State Department of Transportation project manager Jim Amundsen said public opposition to the plan has proven the need to take another look at ways to relieve traffic congestion in Palmer.

"Clearly we're going to have to take a step back," he said.

Amundsen said the transportation department plans to set the one-way couplet plan aside and form an advisory committee with state, city and business community members. The goal, he said, will be to reevaluate other traffic solutions and find one that suits the city. It could ultimately mean a new design, or it could mean changes to the one-way couplet now being proposed.

"That's a major change. But I can't see how I can not take a step back based on the overwhelming demonstration from these last two meetings, as well as last night's (June 16) council meeting that we don't have consensus. DOT is not interested in building things we don't have consensus for," he added.

Amundsen said he and others at the state transportation department thought there was community consensus on the project.

But after hearing businesses repeatedly speak out against it, calling on officials to rethink the plan, it was apparent consensus didn't exist.

The move came after -- and Amundsen said was prompted by -- a June 16 special meeting at City Hall.

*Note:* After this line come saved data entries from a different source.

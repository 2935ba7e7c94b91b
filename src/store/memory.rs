//! In-memory pipeline task store.
//!
//! [`InMemoryPipelineTaskStore`] keeps records in a
//! `DashMap<PipelineId, Vec<String>>`, one entry per pipeline holding its
//! task ids in insertion order. It also counts calls per operation and can
//! be told to fail, so tests can assert on what the dispatcher did to the
//! store.

use async_trait::async_trait;
use dashmap::DashMap;
use parking_lot::Mutex;

use super::{PipelineTaskRecord, PipelineTaskStore, StorageError, StorageResult};
use crate::event::PipelineId;

/// Call counters for an [`InMemoryPipelineTaskStore`].
#[derive(Debug, Clone, Copy, Default, PartialEq, Eq)]
pub struct StoreCalls {
    /// `put` calls.
    pub puts: usize,
    /// `query` calls.
    pub queries: usize,
    /// `delete` calls.
    pub deletes: usize,
}

impl StoreCalls {
    /// Sum of all calls.
    pub fn total(&self) -> usize {
        self.puts + self.queries + self.deletes
    }
}

/// Thread-safe in-memory store.
///
/// # Examples
///
/// ```
/// use ci_task_dispatcher::store::InMemoryPipelineTaskStore;
///
/// let store = InMemoryPipelineTaskStore::new();
/// assert!(store.is_empty());
/// assert_eq!(store.calls().total(), 0);
/// ```
#[derive(Debug, Default)]
pub struct InMemoryPipelineTaskStore {
    data: DashMap<PipelineId, Vec<String>>,
    calls: Mutex<StoreCalls>,
    fail_puts: Mutex<Option<String>>,
    fail_deletes: Mutex<Option<String>>,
}

impl InMemoryPipelineTaskStore {
    /// Creates an empty store.
    pub fn new() -> Self {
        Self::default()
    }

    /// Seeds a record without counting it as a call.
    pub fn with_record(self, record: PipelineTaskRecord) -> Self {
        insert(&self.data, record);
        self
    }

    /// Makes every `put` fail.
    pub fn fail_puts_with(self, message: impl Into<String>) -> Self {
        *self.fail_puts.lock() = Some(message.into());
        self
    }

    /// Makes every `delete` fail.
    pub fn fail_deletes_with(self, message: impl Into<String>) -> Self {
        *self.fail_deletes.lock() = Some(message.into());
        self
    }

    /// Calls received so far.
    pub fn calls(&self) -> StoreCalls {
        *self.calls.lock()
    }

    /// Number of records across all pipelines.
    pub fn len(&self) -> usize {
        self.data.iter().map(|entry| entry.value().len()).sum()
    }

    /// Returns `true` if no records are stored.
    pub fn is_empty(&self) -> bool {
        self.len() == 0
    }

    /// Task ids recorded for `pipeline_id`, in insertion order.
    pub fn task_ids(&self, pipeline_id: &PipelineId) -> Vec<String> {
        self.data
            .get(pipeline_id)
            .map(|entry| entry.value().clone())
            .unwrap_or_default()
    }
}

fn insert(data: &DashMap<PipelineId, Vec<String>>, record: PipelineTaskRecord) {
    let mut tasks = data.entry(record.pipeline_id).or_default();
    if !tasks.contains(&record.task_id) {
        tasks.push(record.task_id);
    }
}

#[async_trait]
impl PipelineTaskStore for InMemoryPipelineTaskStore {
    async fn put(&self, record: &PipelineTaskRecord) -> StorageResult<()> {
        self.calls.lock().puts += 1;
        if let Some(message) = self.fail_puts.lock().clone() {
            return Err(StorageError::backend(message, None));
        }
        insert(&self.data, record.clone());
        Ok(())
    }

    async fn query(&self, pipeline_id: &PipelineId) -> StorageResult<Vec<PipelineTaskRecord>> {
        self.calls.lock().queries += 1;
        Ok(self
            .task_ids(pipeline_id)
            .into_iter()
            .map(|task_id| PipelineTaskRecord::new(pipeline_id.clone(), task_id))
            .collect())
    }

    async fn delete(&self, record: &PipelineTaskRecord) -> StorageResult<()> {
        self.calls.lock().deletes += 1;
        if let Some(message) = self.fail_deletes.lock().clone() {
            return Err(StorageError::backend(message, None));
        }
        // The shard guard must be released before `remove_if`.
        if let Some(mut tasks) = self.data.get_mut(&record.pipeline_id) {
            tasks.retain(|t| t != &record.task_id);
        }
        self.data
            .remove_if(&record.pipeline_id, |_, tasks| tasks.is_empty());
        Ok(())
    }
}

#[cfg(test)]
mod tests {
    use super::*;
    use pretty_assertions::assert_eq;

    fn record(pipeline: &str, task: &str) -> PipelineTaskRecord {
        PipelineTaskRecord::new(PipelineId::new(pipeline), task)
    }

    #[tokio::test]
    async fn query_is_scoped_to_one_pipeline() {
        let store = InMemoryPipelineTaskStore::new();
        store.put(&record("1", "a")).await.unwrap();
        store.put(&record("1", "b")).await.unwrap();
        store.put(&record("2", "c")).await.unwrap();

        let records = store.query(&PipelineId::new("1")).await.unwrap();
        assert_eq!(records, vec![record("1", "a"), record("1", "b")]);
        assert_eq!(store.len(), 3);
    }

    #[tokio::test]
    async fn put_is_idempotent() {
        let store = InMemoryPipelineTaskStore::new();
        store.put(&record("1", "a")).await.unwrap();
        store.put(&record("1", "a")).await.unwrap();
        assert_eq!(store.len(), 1);
        assert_eq!(store.calls().puts, 2);
    }

    #[tokio::test]
    async fn delete_removes_only_the_record() {
        let store = InMemoryPipelineTaskStore::new()
            .with_record(record("1", "a"))
            .with_record(record("1", "b"));
        store.delete(&record("1", "a")).await.unwrap();
        assert_eq!(store.task_ids(&PipelineId::new("1")), vec!["b".to_string()]);

        store.delete(&record("1", "b")).await.unwrap();
        store.delete(&record("1", "missing")).await.unwrap();
        assert!(store.is_empty());
        assert_eq!(store.calls().deletes, 3);
    }

    #[tokio::test]
    async fn injected_failures_leave_data_untouched() {
        let store = InMemoryPipelineTaskStore::new()
            .with_record(record("1", "a"))
            .fail_puts_with("throttled")
            .fail_deletes_with("throttled");
        assert!(store.put(&record("1", "b")).await.is_err());
        assert!(store.delete(&record("1", "a")).await.is_err());
        assert_eq!(store.task_ids(&PipelineId::new("1")), vec!["a".to_string()]);
    }
}
//! Lambda entry point for the CI task dispatcher.
//!
//! Configuration and AWS clients are built once per cold start; every
//! invocation is then handed to the shared [`Dispatcher`]. A configuration
//! error aborts startup before any event is accepted.

use std::sync::Arc;

use anyhow::Context;
use ci_task_dispatcher::platform::EcsPlatform;
use ci_task_dispatcher::secrets::SsmSecretStore;
use ci_task_dispatcher::store::DynamoDbPipelineTaskStore;
use ci_task_dispatcher::{DispatchResponse, Dispatcher, DispatcherConfig};
use lambda_http::{run, service_fn, Body, Error, Request, Response};
use tracing_subscriber::EnvFilter;

/// Builds the dispatcher from the environment and the AWS config chain.
async fn build_dispatcher() -> anyhow::Result<Dispatcher> {
    let config = DispatcherConfig::from_env().context("invalid dispatcher configuration")?;
    tracing::info!(
        table = %config.table_name,
        cluster = %config.cluster_name,
        family = %config.task_family,
        "configuration loaded"
    );

    let aws = aws_config::load_defaults(aws_config::BehaviorVersion::latest()).await;
    let secrets = SsmSecretStore::from_conf(&aws);
    let platform = EcsPlatform::from_conf(&aws);
    let store = DynamoDbPipelineTaskStore::from_conf(&aws, &config.table_name);

    Ok(Dispatcher::new(
        config,
        Arc::new(secrets),
        Arc::new(platform),
        Arc::new(store),
    ))
}

fn body_bytes(body: &Body) -> &[u8] {
    match body {
        Body::Text(s) => s.as_bytes(),
        Body::Binary(b) => b.as_slice(),
        Body::Empty => &[],
    }
}

fn into_lambda_response(response: &DispatchResponse) -> Result<Response<Body>, Error> {
    Ok(Response::builder()
        .status(response.status)
        .header("content-type", "application/json")
        .body(Body::Text(response.body_json()))?)
}

/// Lambda handler: one webhook per invocation.
async fn handler(dispatcher: &Dispatcher, event: Request) -> Result<Response<Body>, Error> {
    let response = dispatcher
        .handle(event.headers(), body_bytes(event.body()))
        .await;
    into_lambda_response(&response)
}

#[tokio::main]
async fn main() -> Result<(), Error> {
    // Initialize logging for Lambda
    tracing_subscriber::fmt()
        .with_env_filter(
            EnvFilter::try_from_default_env().unwrap_or_else(|_| EnvFilter::new("info")),
        )
        .with_ansi(false) // Clean CloudWatch logs
        .with_target(false)
        .without_time()
        .json()
        .init();

    let dispatcher = build_dispatcher().await?;
    tracing::info!("Starting CI task dispatcher Lambda");

    run(service_fn(move |event: Request| {
        let dispatcher = dispatcher.clone();
        async move { handler(&dispatcher, event).await }
    }))
    .await
}

#[cfg(test)]
mod tests {
    use super::*;
    use ci_task_dispatcher::error::DispatchError;
    use pretty_assertions::assert_eq;

    #[test]
    fn body_bytes_covers_every_encoding() {
        assert_eq!(body_bytes(&Body::Text("{}".to_string())), b"{}");
        assert_eq!(body_bytes(&Body::Binary(b"[1]".to_vec())), b"[1]");
        assert!(body_bytes(&Body::Empty).is_empty());
    }

    #[test]
    fn responses_are_json() {
        let response =
            into_lambda_response(&DispatchResponse::from(&DispatchError::Unauthorized)).unwrap();
        assert_eq!(response.status(), 401);
        assert_eq!(
            response.headers().get("content-type").unwrap(),
            "application/json"
        );
        match response.body() {
            Body::Text(text) => assert_eq!(text, r#"{"message":"Unauthorized"}"#),
            other => panic!("unexpected body: {other:?}"),
        }
    }
}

City business owners and residents who mounted a protest against the plan requested the meeting in hopes of convincing the city the one-way street idea wasn't the only option to ease traffic congestion in Palmer.

They paid for a Georgia-based traffic engineer, John Edwards, to fly up and speak at the meeting about one-way street projects in the Lower 48 that have recently been remade into two-way streets. Edwards also met last week with city and state officials about the project.

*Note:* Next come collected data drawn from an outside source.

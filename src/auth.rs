//! 请求身份识别、注册/登录处理器与登录限流。

use axum::extract::rejection::JsonRejection;
use axum::extract::{Extension, FromRequestParts, Json};
use axum::http::request::Parts;
use axum::http::{HeaderMap, header};
use axum_extra::extract::CookieJar;
use axum_extra::extract::cookie::{Cookie, SameSite};
use cookie::time::Duration as CookieDuration;
use serde::{Deserialize, Serialize};
use std::collections::HashMap;
use std::net::IpAddr;
use std::sync::Arc;
use std::time::{Duration, Instant};
use tokio::sync::Mutex;
use tracing::{info, warn};

use crate::config::{LOGIN_COOKIE_NAME, MAX_LOGIN_LEN, MAX_PASSWORD_LEN, TOKEN_COOKIE_NAME};
use crate::error::{ApiError, ErrorKind};
use crate::http::{ClientIp, RequestScheme, is_https_request};
use crate::password;
use crate::response::{ApiResult, Reply};
use crate::storage::Storage;
use crate::store::{StoreError, UserStore};
use crate::token::{SessionToken, TokenService};

/// 经过校验的调用者身份，仅在单个请求内有效。
#[derive(Debug, Clone, PartialEq, Eq)]
pub struct Principal {
    pub login: String,
    pub user_id: u64,
}

/// 从请求中读取凭据、校验令牌并由服务端解析用户 id。
pub struct Authenticator {
    tokens: TokenService,
    store: Arc<dyn UserStore>,
}

#[derive(Debug, Default)]
struct RawCredentials {
    login_cookie: Option<String>,
    token_cookie: Option<String>,
    bearer: Option<String>,
}

impl Authenticator {
    pub fn new(tokens: TokenService, store: Arc<dyn UserStore>) -> Self {
        Self { tokens, store }
    }

    pub fn tokens(&self) -> &TokenService {
        &self.tokens
    }

    pub fn store(&self) -> &Arc<dyn UserStore> {
        &self.store
    }

    /// 识别调用者。客户端提交的任何用户 id 都会被忽略，
    /// `user_id` 总是由已校验的登录名重新查询得到。
    pub async fn identify_caller(&self, headers: &HeaderMap) -> Result<Principal, ApiError> {
        let credentials = read_credentials(headers);
        let login = match (credentials.token_cookie, credentials.bearer) {
            (Some(token), _) => {
                let login = credentials
                    .login_cookie
                    .ok_or_else(|| ApiError::unauthorized().with_sender("auth.identify"))?;
                self.tokens.verify(&token, &login)?.login
            }
            (None, Some(bearer)) => {
                let claims = self.tokens.decode_claims(&bearer)?;
                if let Some(login) = credentials.login_cookie
                    && login != claims.login
                {
                    return Err(ApiError::unauthorized().with_sender("auth.identify"));
                }
                claims.login
            }
            (None, None) => return Err(ApiError::unauthorized().with_sender("auth.identify")),
        };

        match self.store.lookup_user_by_login(&login).await {
            Ok(user) => Ok(Principal {
                login: user.login,
                user_id: user.id,
            }),
            Err(StoreError::NotFound) => {
                Err(ApiError::unauthorized().with_sender("auth.identify"))
            }
            Err(err) => Err(ApiError::from(err).with_sender("auth.identify")),
        }
    }
}

fn read_credentials(headers: &HeaderMap) -> RawCredentials {
    let jar = CookieJar::from_headers(headers);
    let cookie_value = |name: &str| {
        jar.get(name)
            .map(|cookie| cookie.value().to_string())
            .filter(|value| !value.is_empty())
    };
    RawCredentials {
        login_cookie: cookie_value(LOGIN_COOKIE_NAME),
        token_cookie: cookie_value(TOKEN_COOKIE_NAME),
        bearer: headers
            .get(header::AUTHORIZATION)
            .and_then(|value| value.to_str().ok())
            .and_then(|value| value.strip_prefix("Bearer "))
            .map(str::trim)
            .filter(|value| !value.is_empty())
            .map(str::to_string),
    }
}

impl<S> FromRequestParts<S> for Principal
where
    S: Send + Sync,
{
    type Rejection = ApiError;

    async fn from_request_parts(parts: &mut Parts, _state: &S) -> Result<Self, Self::Rejection> {
        let authenticator = parts
            .extensions
            .get::<Arc<Authenticator>>()
            .cloned()
            .ok_or_else(|| {
                ApiError::internal("authenticator extension missing").with_sender("auth.identify")
            })?;
        authenticator.identify_caller(&parts.headers).await
    }
}

/// 登录失败计数与锁定。
#[derive(Debug)]
pub struct LoginThrottle {
    attempts: Mutex<HashMap<IpAddr, LoginAttempt>>,
    window: Duration,
    max_attempts: u32,
    lockout: Duration,
}

#[derive(Debug)]
struct LoginAttempt {
    window_start: Instant,
    failures: u32,
    locked_until: Option<Instant>,
}

impl LoginAttempt {
    fn fresh(now: Instant) -> Self {
        Self {
            window_start: now,
            failures: 0,
            locked_until: None,
        }
    }
}

impl LoginThrottle {
    /// `max_attempts` 为 0 时关闭限流。
    pub fn new(window: Duration, max_attempts: u32, lockout: Duration) -> Self {
        Self {
            attempts: Mutex::new(HashMap::new()),
            window,
            max_attempts,
            lockout,
        }
    }

    /// 若该 IP 处于锁定期，返回剩余秒数。
    pub async fn check(&self, ip: IpAddr) -> Option<u64> {
        if self.max_attempts == 0 {
            return None;
        }

        let mut attempts = self.attempts.lock().await;
        let now = Instant::now();
        let entry = attempts.get(&ip)?;

        if let Some(locked_until) = entry.locked_until {
            if now < locked_until {
                return Some(locked_until.saturating_duration_since(now).as_secs().max(1));
            }
            attempts.remove(&ip);
        } else if now.duration_since(entry.window_start) > self.window {
            attempts.remove(&ip);
        }

        None
    }

    pub async fn register_failure(&self, ip: IpAddr) {
        if self.max_attempts == 0 {
            return;
        }

        let mut attempts = self.attempts.lock().await;
        let now = Instant::now();
        let entry = attempts.entry(ip).or_insert_with(|| LoginAttempt::fresh(now));

        if now.duration_since(entry.window_start) > self.window {
            *entry = LoginAttempt::fresh(now);
        }

        entry.failures = entry.failures.saturating_add(1);
        if entry.failures >= self.max_attempts {
            entry.locked_until = Some(now + self.lockout);
            warn!(client_ip = %ip, "login locked out");
        }
    }

    pub async fn clear(&self, ip: IpAddr) {
        let mut attempts = self.attempts.lock().await;
        attempts.remove(&ip);
    }

    /// 清理过期的登录失败记录。
    pub async fn prune(&self) {
        let mut attempts = self.attempts.lock().await;
        let now = Instant::now();
        let window = self.window;
        attempts.retain(|_, entry| {
            if let Some(locked_until) = entry.locked_until {
                return locked_until > now;
            }
            now.duration_since(entry.window_start) <= window
        });
    }
}

#[derive(Deserialize)]
pub(crate) struct CredentialsRequest {
    login: String,
    password: String,
}

#[derive(Debug, Serialize, Deserialize)]
pub(crate) struct TokenResponse {
    pub login: String,
    pub token: String,
    pub expires: String,
}

#[derive(Debug, Serialize, Deserialize)]
pub(crate) struct AuthStatus {
    pub status: String,
}

fn parse_credentials(
    payload: Result<Json<CredentialsRequest>, JsonRejection>,
) -> Result<CredentialsRequest, ApiError> {
    let Json(payload) = payload.map_err(|rejection| {
        ApiError::classify(ErrorKind::BadRequest, rejection)
            .with_message("malformed credentials")
            .with_sender("auth.credentials")
    })?;
    if payload.login.is_empty() || payload.password.is_empty() {
        return Err(ApiError::bad_request("login and password are required")
            .with_sender("auth.credentials"));
    }
    Ok(payload)
}

fn validate_new_login(login: &str) -> Result<(), ApiError> {
    let allowed = |c: char| c.is_ascii_alphanumeric() || matches!(c, '_' | '-' | '.' | '@');
    if login.chars().count() > MAX_LOGIN_LEN || !login.chars().all(allowed) {
        return Err(ApiError::bad_request("login contains invalid characters or is too long")
            .with_sender("auth.register"));
    }
    Ok(())
}

fn session_cookies(jar: CookieJar, session: &SessionToken, ttl: Duration, secure: bool) -> CookieJar {
    let max_age = CookieDuration::seconds(i64::try_from(ttl.as_secs()).unwrap_or(i64::MAX));
    let login = Cookie::build((LOGIN_COOKIE_NAME, session.login.clone()))
        .path("/")
        .secure(secure)
        .same_site(SameSite::Strict)
        .max_age(max_age)
        .build();
    let token = Cookie::build((TOKEN_COOKIE_NAME, session.token.clone()))
        .path("/")
        .http_only(true)
        .secure(secure)
        .same_site(SameSite::Strict)
        .max_age(max_age)
        .build();
    jar.add(login).add(token)
}

fn token_reply(
    auth: &Authenticator,
    jar: CookieJar,
    session: SessionToken,
    secure: bool,
) -> (CookieJar, Reply<TokenResponse>) {
    let jar = session_cookies(jar, &session, auth.tokens().ttl(), secure);
    let expires = session.expires_http();
    (
        jar,
        Reply::ok(TokenResponse {
            login: session.login,
            token: session.token,
            expires,
        }),
    )
}

/// 注册：写入用户记录、创建用户目录后再签发令牌。
pub async fn register(
    Extension(auth): Extension<Arc<Authenticator>>,
    Extension(storage): Extension<Arc<Storage>>,
    Extension(scheme): Extension<RequestScheme>,
    headers: HeaderMap,
    jar: CookieJar,
    payload: Result<Json<CredentialsRequest>, JsonRejection>,
) -> Result<(CookieJar, Reply<TokenResponse>), ApiError> {
    let CredentialsRequest { login, password } = parse_credentials(payload)?;
    validate_new_login(&login)?;
    if password.len() > MAX_PASSWORD_LEN {
        return Err(ApiError::bad_request("password is too long").with_sender("auth.register"));
    }

    let password_hash = password::hash(password).await?;
    let user = auth
        .store()
        .create_user(&login, &password_hash)
        .await
        .map_err(|err| ApiError::from(err).with_sender("auth.register"))?;
    storage
        .ensure_user_dir(user.id)
        .await
        .map_err(|err| ApiError::from(err).with_sender("auth.register"))?;
    let session = auth.tokens().issue(&user.login)?;
    info!(login = %user.login, user_id = user.id, "user registered");

    Ok(token_reply(
        &auth,
        jar,
        session,
        is_https_request(&headers, scheme),
    ))
}

/// 登录：校验口令并签发新令牌。
pub async fn login(
    Extension(auth): Extension<Arc<Authenticator>>,
    Extension(throttle): Extension<Arc<LoginThrottle>>,
    Extension(scheme): Extension<RequestScheme>,
    ClientIp(client_ip): ClientIp,
    headers: HeaderMap,
    jar: CookieJar,
    payload: Result<Json<CredentialsRequest>, JsonRejection>,
) -> Result<(CookieJar, Reply<TokenResponse>), ApiError> {
    if let Some(ip) = client_ip
        && let Some(retry_after) = throttle.check(ip).await
    {
        return Err(ApiError::too_many_requests(retry_after).with_sender("auth.login"));
    }

    let CredentialsRequest { login, password } = parse_credentials(payload)?;
    let verified = match auth.store().lookup_user_by_login(&login).await {
        Ok(user) => password::verify(user.password_hash.clone(), password)
            .await
            .map(|_| user)
            .map_err(ApiError::from),
        Err(StoreError::NotFound) => {
            Err(ApiError::from(password::verify_unknown(password).await))
        }
        Err(err) => return Err(ApiError::from(err).with_sender("auth.login")),
    };
    let user = match verified {
        Ok(user) => user,
        Err(err) => {
            if err.kind() == ErrorKind::Unauthorized
                && let Some(ip) = client_ip
            {
                throttle.register_failure(ip).await;
            }
            return Err(err.with_sender("auth.login"));
        }
    };

    if let Some(ip) = client_ip {
        throttle.clear(ip).await;
    }
    let session = auth.tokens().issue(&user.login)?;
    info!(login = %user.login, user_id = user.id, "user logged in");

    Ok(token_reply(
        &auth,
        jar,
        session,
        is_https_request(&headers, scheme),
    ))
}

/// 校验当前凭据。
pub async fn check(principal: Principal) -> ApiResult<AuthStatus> {
    tracing::debug!(login = %principal.login, "auth check passed");
    Ok(Reply::ok(AuthStatus {
        status: "Authorized".to_string(),
    }))
}

/// 登出：仅清除客户端 Cookie，服务端不保存会话。
pub async fn logout(jar: CookieJar) -> (CookieJar, Reply<&'static str>) {
    let jar = jar
        .remove(Cookie::build(LOGIN_COOKIE_NAME).path("/").build())
        .remove(Cookie::build(TOKEN_COOKIE_NAME).path("/").build());
    (jar, Reply::ok("OK"))
}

Edwards is a 40-year traffic engineer who said he has worked as a consultant with more than 100 communities in the Lower 48 to help solve various traffic problems, including turning downtown streets into one-way routes and, in a few cases, undoing the process.

He told the Palmer City Council a one-way street might solve the problem of too much rush-hour traffic on Palmer streets, but it could also cut businesses off from traffic traveling through the city.

"I have no problem with one-way streets. I just don't like them in downtown areas where you have a lot of retail," he said.

Edwards said the one-way setup makes it more difficult for people to move around the city by requiring drivers to travel in loops several blocks longer than a straight line would. It would also make a portion of the Palmer-Wasilla Highway, from Hemmer on, into a one-way road.

"Not just the downtown uses, but commercial uses on the Palmer-Wasilla Highway will be pretty difficult (to reach)," Edwards told the City Council.

Edwards recommended the city instead extend Dogwood Avenue west of the grocery store, creating another route out of the city, and add stoplights at other city streets such as Outer Springer Loop to take pressure off the intersection at the Glenn and Palmer-Wasilla highways.

A light on Outer Springer would give residents and workers another controlled access onto the Glenn Highway. Currently after-work traffic backs up on side streets like Commercial Drive as workers from the electric and telephone cooperative wait for a gap in the busy Glenn Highway traffic.

The issue isn't just one of effectively moving traffic through the city.

Most city residents and business owners upset about the plan say they fear changing the city's traffic pattern will permanently alter the walkable, historic feel of Palmer's downtown.

Denise Statz, owner of specialty food shop "Nonessentials," related a conversation she recently overheard between two Anchorage women shopping.

"She said the blinking light in the center of Palmer is the last semblance of civility in Alaska," Statz said.

Gerry Keeling, the first child born at Colony Hospital after colonists arrived in Palmer in 1935, said she feared the traffic changes would fracture Palmer's historic district by creating a new railroad crossing at Dogwood Avenue and pushing traffic eastward.

"The greatest asset this city has is its lovely community and its sense of history," she said.